━━━━━ Supplied material
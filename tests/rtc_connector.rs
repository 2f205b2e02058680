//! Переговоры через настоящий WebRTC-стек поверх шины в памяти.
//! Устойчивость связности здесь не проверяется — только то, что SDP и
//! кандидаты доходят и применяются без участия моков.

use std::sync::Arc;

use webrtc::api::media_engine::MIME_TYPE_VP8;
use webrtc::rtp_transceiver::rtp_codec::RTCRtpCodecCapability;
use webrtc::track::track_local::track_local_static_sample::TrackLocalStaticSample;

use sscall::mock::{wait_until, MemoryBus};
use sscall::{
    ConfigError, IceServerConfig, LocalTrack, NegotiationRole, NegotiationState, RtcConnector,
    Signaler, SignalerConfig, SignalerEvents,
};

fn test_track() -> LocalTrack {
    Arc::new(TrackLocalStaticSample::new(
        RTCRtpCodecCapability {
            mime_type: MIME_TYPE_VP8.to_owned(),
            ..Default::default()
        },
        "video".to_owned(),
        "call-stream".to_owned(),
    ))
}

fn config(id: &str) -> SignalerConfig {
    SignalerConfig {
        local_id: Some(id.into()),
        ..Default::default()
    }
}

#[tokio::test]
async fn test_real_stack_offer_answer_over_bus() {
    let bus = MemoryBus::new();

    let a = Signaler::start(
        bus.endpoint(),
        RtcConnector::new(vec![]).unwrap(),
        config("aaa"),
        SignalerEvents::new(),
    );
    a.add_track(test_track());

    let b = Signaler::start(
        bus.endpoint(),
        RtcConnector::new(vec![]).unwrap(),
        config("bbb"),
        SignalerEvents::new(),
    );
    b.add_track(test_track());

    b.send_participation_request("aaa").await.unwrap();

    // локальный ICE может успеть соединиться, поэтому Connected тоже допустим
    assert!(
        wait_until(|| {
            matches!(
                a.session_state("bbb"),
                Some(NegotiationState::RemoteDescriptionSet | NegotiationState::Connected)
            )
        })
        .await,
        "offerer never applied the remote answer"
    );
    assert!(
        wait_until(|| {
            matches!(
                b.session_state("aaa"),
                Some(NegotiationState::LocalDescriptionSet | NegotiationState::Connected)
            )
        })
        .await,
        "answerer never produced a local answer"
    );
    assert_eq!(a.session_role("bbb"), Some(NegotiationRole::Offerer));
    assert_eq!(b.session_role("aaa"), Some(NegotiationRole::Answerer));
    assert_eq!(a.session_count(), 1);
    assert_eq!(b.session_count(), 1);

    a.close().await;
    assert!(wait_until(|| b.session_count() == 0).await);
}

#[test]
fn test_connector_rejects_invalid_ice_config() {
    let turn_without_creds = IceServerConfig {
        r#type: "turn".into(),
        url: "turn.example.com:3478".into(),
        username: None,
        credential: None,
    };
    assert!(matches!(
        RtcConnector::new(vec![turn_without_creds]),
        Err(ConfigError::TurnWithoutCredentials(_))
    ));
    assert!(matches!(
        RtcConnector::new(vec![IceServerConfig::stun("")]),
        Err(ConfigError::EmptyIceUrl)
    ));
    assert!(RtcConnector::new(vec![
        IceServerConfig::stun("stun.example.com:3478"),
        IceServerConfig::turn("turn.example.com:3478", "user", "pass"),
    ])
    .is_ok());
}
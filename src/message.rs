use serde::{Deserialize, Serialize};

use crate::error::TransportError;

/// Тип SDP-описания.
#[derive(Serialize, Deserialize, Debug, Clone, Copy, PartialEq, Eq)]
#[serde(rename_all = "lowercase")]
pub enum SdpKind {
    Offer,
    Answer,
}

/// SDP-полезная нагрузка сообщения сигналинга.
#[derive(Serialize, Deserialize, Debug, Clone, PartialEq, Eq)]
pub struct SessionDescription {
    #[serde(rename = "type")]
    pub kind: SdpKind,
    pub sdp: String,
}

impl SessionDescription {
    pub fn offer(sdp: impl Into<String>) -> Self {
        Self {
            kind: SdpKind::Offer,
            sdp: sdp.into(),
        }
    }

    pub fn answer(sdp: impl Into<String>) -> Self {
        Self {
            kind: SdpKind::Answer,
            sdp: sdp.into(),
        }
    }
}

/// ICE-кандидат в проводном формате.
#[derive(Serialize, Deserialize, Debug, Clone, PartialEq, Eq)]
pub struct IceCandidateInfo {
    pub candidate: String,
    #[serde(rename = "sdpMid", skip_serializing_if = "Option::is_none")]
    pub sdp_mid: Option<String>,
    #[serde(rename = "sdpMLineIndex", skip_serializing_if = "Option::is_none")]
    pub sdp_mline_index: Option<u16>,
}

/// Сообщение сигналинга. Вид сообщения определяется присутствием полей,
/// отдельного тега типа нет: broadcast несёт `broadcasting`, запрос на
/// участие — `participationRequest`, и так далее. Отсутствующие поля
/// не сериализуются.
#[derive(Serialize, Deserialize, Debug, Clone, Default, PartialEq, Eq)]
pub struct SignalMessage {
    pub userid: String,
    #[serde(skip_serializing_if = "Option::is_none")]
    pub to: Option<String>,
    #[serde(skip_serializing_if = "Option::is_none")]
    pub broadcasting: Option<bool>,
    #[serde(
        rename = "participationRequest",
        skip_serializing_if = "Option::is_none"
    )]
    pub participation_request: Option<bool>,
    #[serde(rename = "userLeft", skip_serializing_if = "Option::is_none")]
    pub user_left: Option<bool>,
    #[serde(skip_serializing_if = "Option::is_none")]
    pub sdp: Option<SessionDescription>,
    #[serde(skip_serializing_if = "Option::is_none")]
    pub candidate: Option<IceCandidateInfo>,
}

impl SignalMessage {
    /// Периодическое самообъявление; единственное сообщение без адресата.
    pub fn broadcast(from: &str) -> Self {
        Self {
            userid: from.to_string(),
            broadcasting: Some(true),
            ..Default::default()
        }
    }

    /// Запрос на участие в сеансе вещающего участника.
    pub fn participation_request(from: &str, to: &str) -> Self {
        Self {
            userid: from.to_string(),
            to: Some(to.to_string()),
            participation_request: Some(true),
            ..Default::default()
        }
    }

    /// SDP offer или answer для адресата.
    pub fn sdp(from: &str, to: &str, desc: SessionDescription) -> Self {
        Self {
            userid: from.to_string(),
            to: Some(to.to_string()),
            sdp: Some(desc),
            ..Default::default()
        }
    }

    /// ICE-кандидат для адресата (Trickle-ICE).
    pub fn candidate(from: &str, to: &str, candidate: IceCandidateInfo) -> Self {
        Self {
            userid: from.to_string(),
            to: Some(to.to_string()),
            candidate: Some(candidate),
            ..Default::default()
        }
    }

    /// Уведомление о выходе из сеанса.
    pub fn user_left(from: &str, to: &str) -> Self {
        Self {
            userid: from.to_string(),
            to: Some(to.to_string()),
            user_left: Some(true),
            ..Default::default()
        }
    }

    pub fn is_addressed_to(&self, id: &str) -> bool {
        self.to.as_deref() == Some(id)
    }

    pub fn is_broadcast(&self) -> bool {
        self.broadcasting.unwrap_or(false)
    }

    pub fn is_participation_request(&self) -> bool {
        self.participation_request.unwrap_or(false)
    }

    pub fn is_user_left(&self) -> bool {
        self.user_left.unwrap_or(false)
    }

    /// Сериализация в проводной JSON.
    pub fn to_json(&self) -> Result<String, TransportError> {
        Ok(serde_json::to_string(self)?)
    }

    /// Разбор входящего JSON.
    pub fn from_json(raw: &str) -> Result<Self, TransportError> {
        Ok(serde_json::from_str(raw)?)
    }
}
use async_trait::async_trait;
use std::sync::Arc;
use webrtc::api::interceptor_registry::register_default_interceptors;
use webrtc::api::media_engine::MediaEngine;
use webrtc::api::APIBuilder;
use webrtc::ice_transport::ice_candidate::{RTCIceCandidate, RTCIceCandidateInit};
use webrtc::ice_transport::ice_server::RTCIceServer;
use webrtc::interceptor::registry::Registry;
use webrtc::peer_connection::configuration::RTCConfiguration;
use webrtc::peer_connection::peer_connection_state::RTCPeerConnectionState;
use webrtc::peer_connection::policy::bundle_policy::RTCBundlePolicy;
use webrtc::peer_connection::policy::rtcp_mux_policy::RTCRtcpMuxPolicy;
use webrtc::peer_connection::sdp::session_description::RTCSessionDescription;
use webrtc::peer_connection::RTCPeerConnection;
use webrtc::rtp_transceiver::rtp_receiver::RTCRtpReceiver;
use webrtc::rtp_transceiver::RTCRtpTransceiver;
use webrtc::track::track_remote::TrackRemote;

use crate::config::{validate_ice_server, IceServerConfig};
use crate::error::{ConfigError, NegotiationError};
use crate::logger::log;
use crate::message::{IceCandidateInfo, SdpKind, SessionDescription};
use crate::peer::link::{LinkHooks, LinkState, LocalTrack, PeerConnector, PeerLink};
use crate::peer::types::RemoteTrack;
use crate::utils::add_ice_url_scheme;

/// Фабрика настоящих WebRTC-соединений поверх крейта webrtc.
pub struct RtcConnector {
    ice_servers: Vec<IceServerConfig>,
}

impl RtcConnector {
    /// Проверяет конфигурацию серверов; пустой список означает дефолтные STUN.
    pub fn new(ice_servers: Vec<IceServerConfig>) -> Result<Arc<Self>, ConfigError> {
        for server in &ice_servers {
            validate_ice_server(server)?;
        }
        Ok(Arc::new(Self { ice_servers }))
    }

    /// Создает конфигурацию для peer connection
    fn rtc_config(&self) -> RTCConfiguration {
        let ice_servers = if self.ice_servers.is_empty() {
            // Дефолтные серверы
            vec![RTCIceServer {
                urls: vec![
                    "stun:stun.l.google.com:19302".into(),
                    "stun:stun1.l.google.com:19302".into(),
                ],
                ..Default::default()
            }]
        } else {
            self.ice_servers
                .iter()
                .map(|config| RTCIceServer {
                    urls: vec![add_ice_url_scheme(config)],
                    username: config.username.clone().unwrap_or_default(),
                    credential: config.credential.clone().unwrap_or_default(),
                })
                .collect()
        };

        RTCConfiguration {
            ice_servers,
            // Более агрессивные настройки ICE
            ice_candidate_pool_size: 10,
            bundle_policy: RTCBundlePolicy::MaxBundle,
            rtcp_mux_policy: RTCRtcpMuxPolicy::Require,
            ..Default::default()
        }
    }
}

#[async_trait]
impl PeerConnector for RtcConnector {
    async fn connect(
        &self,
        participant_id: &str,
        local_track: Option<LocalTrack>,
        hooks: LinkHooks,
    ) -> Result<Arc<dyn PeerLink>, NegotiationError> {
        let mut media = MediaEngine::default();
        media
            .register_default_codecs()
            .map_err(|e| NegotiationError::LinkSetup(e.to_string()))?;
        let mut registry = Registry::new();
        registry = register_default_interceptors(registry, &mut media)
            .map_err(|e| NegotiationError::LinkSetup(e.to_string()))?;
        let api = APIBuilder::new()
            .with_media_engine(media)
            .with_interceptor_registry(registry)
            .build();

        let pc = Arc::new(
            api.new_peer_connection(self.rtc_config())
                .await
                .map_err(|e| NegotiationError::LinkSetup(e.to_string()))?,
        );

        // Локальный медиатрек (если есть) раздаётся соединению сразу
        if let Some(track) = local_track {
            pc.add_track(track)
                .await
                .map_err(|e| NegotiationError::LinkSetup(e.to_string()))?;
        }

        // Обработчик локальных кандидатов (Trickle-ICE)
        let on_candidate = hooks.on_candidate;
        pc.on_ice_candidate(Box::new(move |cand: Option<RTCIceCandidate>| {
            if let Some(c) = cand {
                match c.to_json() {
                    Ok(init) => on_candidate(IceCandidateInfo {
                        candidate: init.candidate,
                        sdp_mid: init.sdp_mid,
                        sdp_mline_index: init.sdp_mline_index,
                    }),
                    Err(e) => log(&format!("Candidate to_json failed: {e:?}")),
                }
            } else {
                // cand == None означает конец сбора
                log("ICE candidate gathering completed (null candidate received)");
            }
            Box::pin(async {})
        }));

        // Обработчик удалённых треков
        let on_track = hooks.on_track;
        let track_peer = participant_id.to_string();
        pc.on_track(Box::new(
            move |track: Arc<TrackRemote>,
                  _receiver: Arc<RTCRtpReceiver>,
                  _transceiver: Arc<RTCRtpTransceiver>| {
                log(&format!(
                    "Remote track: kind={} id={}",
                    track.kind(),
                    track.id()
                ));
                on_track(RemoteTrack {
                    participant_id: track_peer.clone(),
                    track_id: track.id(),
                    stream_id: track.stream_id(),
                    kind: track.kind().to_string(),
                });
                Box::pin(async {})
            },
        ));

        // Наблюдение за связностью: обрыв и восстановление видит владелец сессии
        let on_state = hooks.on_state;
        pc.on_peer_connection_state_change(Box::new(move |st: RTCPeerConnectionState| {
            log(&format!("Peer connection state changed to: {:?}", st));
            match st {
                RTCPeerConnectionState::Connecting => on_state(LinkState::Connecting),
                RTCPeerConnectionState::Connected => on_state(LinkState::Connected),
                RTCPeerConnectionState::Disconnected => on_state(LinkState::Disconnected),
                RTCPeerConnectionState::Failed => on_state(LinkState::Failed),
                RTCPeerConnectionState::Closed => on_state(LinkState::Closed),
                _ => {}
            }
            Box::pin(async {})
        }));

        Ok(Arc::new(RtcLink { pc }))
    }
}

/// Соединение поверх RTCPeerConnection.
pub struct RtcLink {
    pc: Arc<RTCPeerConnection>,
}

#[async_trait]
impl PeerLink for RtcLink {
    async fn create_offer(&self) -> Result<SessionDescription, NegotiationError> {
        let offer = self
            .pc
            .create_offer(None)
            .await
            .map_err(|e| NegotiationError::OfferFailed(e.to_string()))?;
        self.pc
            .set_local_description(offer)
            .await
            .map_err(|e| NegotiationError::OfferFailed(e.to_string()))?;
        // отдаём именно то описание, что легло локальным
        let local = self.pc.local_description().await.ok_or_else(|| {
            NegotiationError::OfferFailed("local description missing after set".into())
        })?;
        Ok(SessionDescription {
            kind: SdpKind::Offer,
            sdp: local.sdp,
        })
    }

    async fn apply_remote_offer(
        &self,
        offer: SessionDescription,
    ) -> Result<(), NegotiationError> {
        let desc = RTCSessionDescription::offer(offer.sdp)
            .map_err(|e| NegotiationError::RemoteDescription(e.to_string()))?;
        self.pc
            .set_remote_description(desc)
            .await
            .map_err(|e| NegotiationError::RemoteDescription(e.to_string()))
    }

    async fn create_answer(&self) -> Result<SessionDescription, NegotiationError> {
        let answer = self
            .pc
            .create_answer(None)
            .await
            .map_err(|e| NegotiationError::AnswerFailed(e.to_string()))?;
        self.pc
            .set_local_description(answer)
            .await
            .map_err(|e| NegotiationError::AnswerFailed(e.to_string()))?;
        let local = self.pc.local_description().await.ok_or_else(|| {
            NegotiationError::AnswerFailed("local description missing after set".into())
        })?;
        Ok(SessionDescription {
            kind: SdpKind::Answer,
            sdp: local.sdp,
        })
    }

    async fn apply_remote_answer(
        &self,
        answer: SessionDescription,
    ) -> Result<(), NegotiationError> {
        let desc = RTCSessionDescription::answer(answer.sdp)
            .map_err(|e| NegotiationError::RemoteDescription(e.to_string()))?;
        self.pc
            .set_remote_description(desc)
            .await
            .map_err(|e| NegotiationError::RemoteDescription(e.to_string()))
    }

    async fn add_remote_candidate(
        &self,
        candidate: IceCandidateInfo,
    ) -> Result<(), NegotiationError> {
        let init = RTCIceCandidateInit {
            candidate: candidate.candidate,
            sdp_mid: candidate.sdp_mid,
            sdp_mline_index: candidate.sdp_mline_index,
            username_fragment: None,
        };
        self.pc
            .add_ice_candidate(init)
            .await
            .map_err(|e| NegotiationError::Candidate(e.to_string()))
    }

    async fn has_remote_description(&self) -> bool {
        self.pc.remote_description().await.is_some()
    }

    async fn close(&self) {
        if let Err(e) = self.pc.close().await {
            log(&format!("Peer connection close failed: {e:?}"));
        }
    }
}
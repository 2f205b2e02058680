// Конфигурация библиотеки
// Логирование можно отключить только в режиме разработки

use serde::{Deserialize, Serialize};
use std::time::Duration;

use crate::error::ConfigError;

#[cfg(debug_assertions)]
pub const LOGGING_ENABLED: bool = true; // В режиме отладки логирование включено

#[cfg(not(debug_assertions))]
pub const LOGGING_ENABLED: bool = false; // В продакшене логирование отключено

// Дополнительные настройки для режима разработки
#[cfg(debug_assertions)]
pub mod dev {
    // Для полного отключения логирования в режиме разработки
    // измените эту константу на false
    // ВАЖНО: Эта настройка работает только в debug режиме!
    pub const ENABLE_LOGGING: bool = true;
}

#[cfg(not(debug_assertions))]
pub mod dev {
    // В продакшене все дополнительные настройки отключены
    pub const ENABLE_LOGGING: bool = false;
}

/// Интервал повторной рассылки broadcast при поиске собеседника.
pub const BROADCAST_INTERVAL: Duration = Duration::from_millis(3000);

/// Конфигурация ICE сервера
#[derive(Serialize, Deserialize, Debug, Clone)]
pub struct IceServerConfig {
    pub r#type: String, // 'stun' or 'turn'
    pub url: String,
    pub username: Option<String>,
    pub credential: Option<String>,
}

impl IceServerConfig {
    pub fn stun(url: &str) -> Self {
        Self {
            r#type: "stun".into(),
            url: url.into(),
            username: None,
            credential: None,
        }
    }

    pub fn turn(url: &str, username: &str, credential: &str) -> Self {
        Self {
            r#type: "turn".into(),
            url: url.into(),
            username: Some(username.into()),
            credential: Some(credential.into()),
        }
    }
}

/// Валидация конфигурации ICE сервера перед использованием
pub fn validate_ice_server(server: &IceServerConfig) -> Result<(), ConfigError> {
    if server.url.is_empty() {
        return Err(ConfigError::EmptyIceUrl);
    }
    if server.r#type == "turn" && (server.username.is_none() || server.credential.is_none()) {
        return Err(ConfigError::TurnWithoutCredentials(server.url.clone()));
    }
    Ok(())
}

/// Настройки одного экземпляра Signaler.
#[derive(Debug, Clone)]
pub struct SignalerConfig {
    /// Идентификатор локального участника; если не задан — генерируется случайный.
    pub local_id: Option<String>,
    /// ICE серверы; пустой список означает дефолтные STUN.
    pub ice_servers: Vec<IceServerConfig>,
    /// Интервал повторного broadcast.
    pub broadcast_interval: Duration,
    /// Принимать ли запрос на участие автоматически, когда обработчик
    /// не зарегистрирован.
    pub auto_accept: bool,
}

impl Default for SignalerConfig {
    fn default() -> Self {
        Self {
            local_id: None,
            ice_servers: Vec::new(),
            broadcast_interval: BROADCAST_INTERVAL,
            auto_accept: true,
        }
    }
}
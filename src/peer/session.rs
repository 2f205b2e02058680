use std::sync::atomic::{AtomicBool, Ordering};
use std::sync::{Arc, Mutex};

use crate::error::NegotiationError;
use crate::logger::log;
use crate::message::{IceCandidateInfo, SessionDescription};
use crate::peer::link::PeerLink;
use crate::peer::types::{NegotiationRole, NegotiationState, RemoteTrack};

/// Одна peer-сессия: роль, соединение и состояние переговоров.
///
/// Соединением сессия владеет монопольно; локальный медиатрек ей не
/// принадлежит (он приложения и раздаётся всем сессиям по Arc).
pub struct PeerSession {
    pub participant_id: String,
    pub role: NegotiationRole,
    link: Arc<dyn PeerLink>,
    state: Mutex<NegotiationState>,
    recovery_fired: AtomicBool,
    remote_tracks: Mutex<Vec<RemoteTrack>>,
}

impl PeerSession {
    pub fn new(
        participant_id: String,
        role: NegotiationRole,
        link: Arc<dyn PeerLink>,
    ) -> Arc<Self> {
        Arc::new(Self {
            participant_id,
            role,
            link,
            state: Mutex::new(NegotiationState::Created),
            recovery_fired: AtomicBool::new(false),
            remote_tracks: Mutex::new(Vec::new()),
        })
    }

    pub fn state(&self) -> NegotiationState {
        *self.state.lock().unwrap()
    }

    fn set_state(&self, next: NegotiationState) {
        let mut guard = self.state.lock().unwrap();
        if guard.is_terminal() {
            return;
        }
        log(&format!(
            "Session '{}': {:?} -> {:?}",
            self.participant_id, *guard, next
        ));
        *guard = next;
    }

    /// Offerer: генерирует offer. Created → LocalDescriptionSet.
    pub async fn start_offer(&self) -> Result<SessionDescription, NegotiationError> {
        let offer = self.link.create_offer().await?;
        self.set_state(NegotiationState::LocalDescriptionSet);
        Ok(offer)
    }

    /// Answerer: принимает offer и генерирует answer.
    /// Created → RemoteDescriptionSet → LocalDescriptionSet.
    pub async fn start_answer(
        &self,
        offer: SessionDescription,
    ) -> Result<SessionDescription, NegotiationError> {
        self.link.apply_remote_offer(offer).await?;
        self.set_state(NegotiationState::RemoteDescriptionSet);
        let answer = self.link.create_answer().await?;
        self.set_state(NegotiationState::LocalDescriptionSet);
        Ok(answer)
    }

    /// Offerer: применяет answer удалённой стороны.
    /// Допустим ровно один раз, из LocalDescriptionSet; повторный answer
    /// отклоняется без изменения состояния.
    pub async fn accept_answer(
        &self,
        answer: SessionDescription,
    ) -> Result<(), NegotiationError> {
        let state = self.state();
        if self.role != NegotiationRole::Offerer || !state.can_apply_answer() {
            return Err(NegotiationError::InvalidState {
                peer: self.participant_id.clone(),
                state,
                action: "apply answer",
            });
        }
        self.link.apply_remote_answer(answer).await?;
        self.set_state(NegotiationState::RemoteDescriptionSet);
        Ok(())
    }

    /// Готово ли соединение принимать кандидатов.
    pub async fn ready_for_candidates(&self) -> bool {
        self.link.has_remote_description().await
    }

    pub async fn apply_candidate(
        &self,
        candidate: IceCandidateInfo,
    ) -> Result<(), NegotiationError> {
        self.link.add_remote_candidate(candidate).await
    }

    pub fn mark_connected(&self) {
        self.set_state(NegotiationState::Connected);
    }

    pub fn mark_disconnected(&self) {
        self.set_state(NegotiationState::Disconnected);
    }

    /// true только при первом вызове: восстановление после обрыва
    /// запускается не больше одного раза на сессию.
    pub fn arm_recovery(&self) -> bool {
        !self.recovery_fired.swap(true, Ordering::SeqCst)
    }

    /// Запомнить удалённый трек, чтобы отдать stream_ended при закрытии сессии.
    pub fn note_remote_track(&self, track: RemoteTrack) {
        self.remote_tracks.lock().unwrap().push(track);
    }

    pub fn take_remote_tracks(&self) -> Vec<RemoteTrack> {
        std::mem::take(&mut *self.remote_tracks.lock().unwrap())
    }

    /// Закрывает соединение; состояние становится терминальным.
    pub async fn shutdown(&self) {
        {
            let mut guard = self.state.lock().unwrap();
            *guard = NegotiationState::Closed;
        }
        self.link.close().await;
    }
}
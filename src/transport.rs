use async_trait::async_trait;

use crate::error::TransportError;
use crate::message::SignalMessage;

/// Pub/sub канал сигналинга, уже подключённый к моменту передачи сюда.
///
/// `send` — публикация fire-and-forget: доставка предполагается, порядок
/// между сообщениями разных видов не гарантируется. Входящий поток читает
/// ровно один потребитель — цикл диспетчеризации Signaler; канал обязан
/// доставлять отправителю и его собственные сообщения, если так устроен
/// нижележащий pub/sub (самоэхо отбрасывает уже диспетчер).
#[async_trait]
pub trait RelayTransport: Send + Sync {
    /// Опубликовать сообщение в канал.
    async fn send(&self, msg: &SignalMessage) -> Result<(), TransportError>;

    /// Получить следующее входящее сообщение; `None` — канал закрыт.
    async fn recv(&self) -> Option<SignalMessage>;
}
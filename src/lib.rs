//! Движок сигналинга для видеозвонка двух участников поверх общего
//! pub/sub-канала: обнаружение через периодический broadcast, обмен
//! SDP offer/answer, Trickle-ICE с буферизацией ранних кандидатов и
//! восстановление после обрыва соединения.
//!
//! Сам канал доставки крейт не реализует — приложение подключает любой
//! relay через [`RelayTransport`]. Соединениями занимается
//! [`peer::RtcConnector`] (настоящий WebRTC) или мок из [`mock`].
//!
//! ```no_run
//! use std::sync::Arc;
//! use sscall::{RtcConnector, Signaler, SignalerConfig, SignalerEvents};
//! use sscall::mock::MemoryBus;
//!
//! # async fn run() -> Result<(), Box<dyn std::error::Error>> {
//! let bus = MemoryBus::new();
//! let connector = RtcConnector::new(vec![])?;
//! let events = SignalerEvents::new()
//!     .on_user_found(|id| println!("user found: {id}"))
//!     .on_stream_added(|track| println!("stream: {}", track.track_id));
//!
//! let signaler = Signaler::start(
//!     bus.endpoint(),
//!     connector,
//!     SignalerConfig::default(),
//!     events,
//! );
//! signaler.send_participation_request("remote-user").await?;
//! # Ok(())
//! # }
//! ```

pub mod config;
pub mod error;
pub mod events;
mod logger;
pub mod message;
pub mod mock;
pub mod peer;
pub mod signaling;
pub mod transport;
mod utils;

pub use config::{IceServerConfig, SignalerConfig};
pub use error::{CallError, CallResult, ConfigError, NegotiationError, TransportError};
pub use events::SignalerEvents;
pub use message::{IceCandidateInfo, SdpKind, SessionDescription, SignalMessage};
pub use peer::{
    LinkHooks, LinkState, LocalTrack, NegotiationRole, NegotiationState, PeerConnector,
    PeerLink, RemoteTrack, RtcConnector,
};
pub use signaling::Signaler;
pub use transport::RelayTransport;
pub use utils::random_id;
━━━━━━━━━━
The task
Take each line above that holds the string "RemoteDescriptionSet" and copy it.

Response for this exercise
                Some(NegotiationState::RemoteDescriptionSet | NegotiationState::Connected)
    /// Created → RemoteDescriptionSet → LocalDescriptionSet.
        self.set_state(NegotiationState::RemoteDescriptionSet);
        self.set_state(NegotiationState::RemoteDescriptionSet);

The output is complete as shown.